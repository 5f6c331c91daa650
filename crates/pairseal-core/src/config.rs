use serde::{Deserialize, Serialize};
use std::path::{Path, PathBuf};
use std::time::Duration;

use crate::error::{SealError, SealResult};

/// Top-level configuration (loaded from pairseal.toml)
#[derive(Debug, Clone, Default, Serialize, Deserialize)]
#[serde(default)]
pub struct PairsealConfig {
    pub keys: KeysConfig,
    pub engine: EngineConfig,
}

/// Where and how key material is persisted
#[derive(Debug, Clone, Serialize, Deserialize)]
#[serde(default)]
pub struct KeysConfig {
    /// Directory holding the `{id}_{kind}.key` blobs (default: ~/.local/share/pairseal/keys)
    pub dir: PathBuf,
    /// Unix permissions of newly created key blobs (default: 0o400)
    pub file_mode: u32,
    /// Age after which the salt is reported as stale (default: 2 days)
    pub salt_max_age_days: u64,
}

/// Engine behaviour switches
#[derive(Debug, Clone, Default, Serialize, Deserialize)]
#[serde(default)]
pub struct EngineConfig {
    /// Reject envelopes whose length field disagrees with their byte count
    pub strict_length: bool,
}

impl Default for KeysConfig {
    fn default() -> Self {
        Self {
            dir: PathBuf::from("~/.local/share/pairseal/keys"),
            file_mode: 0o400,
            salt_max_age_days: 2,
        }
    }
}

impl KeysConfig {
    /// Key directory with a leading `~/` expanded against `$HOME`.
    ///
    /// Fails with [`SealError::Config`] if the path needs `$HOME` and it is
    /// unset or empty.
    pub fn resolved_dir(&self) -> SealResult<PathBuf> {
        let home = std::env::var_os("HOME")
            .filter(|h| !h.is_empty())
            .map(PathBuf::from);
        expand_tilde(&self.dir, home.as_deref())
    }

    pub fn salt_max_age(&self) -> Duration {
        Duration::from_secs(self.salt_max_age_days.saturating_mul(24 * 60 * 60))
    }
}

impl PairsealConfig {
    /// Load and parse a TOML config file.
    pub fn load(path: &Path) -> SealResult<Self> {
        let content = std::fs::read_to_string(path)
            .map_err(|e| SealError::Config(format!("reading {}: {e}", path.display())))?;
        let config = Self::from_toml_str(&content)?;
        tracing::debug!(path = %path.display(), "loaded pairseal config");
        Ok(config)
    }

    pub fn from_toml_str(content: &str) -> SealResult<Self> {
        toml::from_str(content).map_err(|e| SealError::Config(format!("parsing config: {e}")))
    }
}

fn expand_tilde(path: &Path, home: Option<&Path>) -> SealResult<PathBuf> {
    match path.to_str().and_then(|s| s.strip_prefix("~/")) {
        Some(rest) => home.map(|h| h.join(rest)).ok_or_else(|| {
            SealError::Config(format!("cannot expand {}: HOME is not set", path.display()))
        }),
        None => Ok(path.to_path_buf()),
    }
}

——————————

WHAT THE TASK ASKS — Give the material again, complete and unaltered.

RESULT OF THE TASK —
repository 5f6c331c91daa650
filename crates/pairseal-core/src/config.rs
use serde::{Deserialize, Serialize};
use std::path::{Path, PathBuf};
use std::time::Duration;

use crate::error::{SealError, SealResult};

/// Top-level configuration (loaded from pairseal.toml)
#[derive(Debug, Clone, Default, Serialize, Deserialize)]
#[serde(default)]
pub struct PairsealConfig {
    pub keys: KeysConfig,
    pub engine: EngineConfig,
}

/// Where and how key material is persisted
#[derive(Debug, Clone, Serialize, Deserialize)]
#[serde(default)]
pub struct KeysConfig {
    /// Directory holding the `{id}_{kind}.key` blobs (default: ~/.local/share/pairseal/keys)
    pub dir: PathBuf,
    /// Unix permissions of newly created key blobs (default: 0o400)
    pub file_mode: u32,
    /// Age after which the salt is reported as stale (default: 2 days)
    pub salt_max_age_days: u64,
}

/// Engine behaviour switches
#[derive(Debug, Clone, Default, Serialize, Deserialize)]
#[serde(default)]
pub struct EngineConfig {
    /// Reject envelopes whose length field disagrees with their byte count
    pub strict_length: bool,
}

impl Default for KeysConfig {
    fn default() -> Self {
        Self {
            dir: PathBuf::from("~/.local/share/pairseal/keys"),
            file_mode: 0o400,
            salt_max_age_days: 2,
        }
    }
}

impl KeysConfig {
    /// Key directory with a leading `~/` expanded against `$HOME`.
    ///
    /// Fails with [`SealError::Config`] if the path needs `$HOME` and it is
    /// unset or empty.
    pub fn resolved_dir(&self) -> SealResult<PathBuf> {
        let home = std::env::var_os("HOME")
            .filter(|h| !h.is_empty())
            .map(PathBuf::from);
        expand_tilde(&self.dir, home.as_deref())
    }

    pub fn salt_max_age(&self) -> Duration {
        Duration::from_secs(self.salt_max_age_days.saturating_mul(24 * 60 * 60))
    }
}

impl PairsealConfig {
    /// Load and parse a TOML config file.
    pub fn load(path: &Path) -> SealResult<Self> {
        let content = std::fs::read_to_string(path)
            .map_err(|e| SealError::Config(format!("reading {}: {e}", path.display())))?;
        let config = Self::from_toml_str(&content)?;
        tracing::debug!(path = %path.display(), "loaded pairseal config");
        Ok(config)
    }

    pub fn from_toml_str(content: &str) -> SealResult<Self> {
        toml::from_str(content).map_err(|e| SealError::Config(format!("parsing config: {e}")))
    }
}

fn expand_tilde(path: &Path, home: Option<&Path>) -> SealResult<PathBuf> {
    match path.to_str().and_then(|s| s.strip_prefix("~/")) {
        Some(rest) => home.map(|h| h.join(rest)).ok_or_else(|| {
            SealError::Config(format!("cannot expand {}: HOME is not set", path.display()))
        }),
        None => Ok(path.to_path_buf()),
    }
}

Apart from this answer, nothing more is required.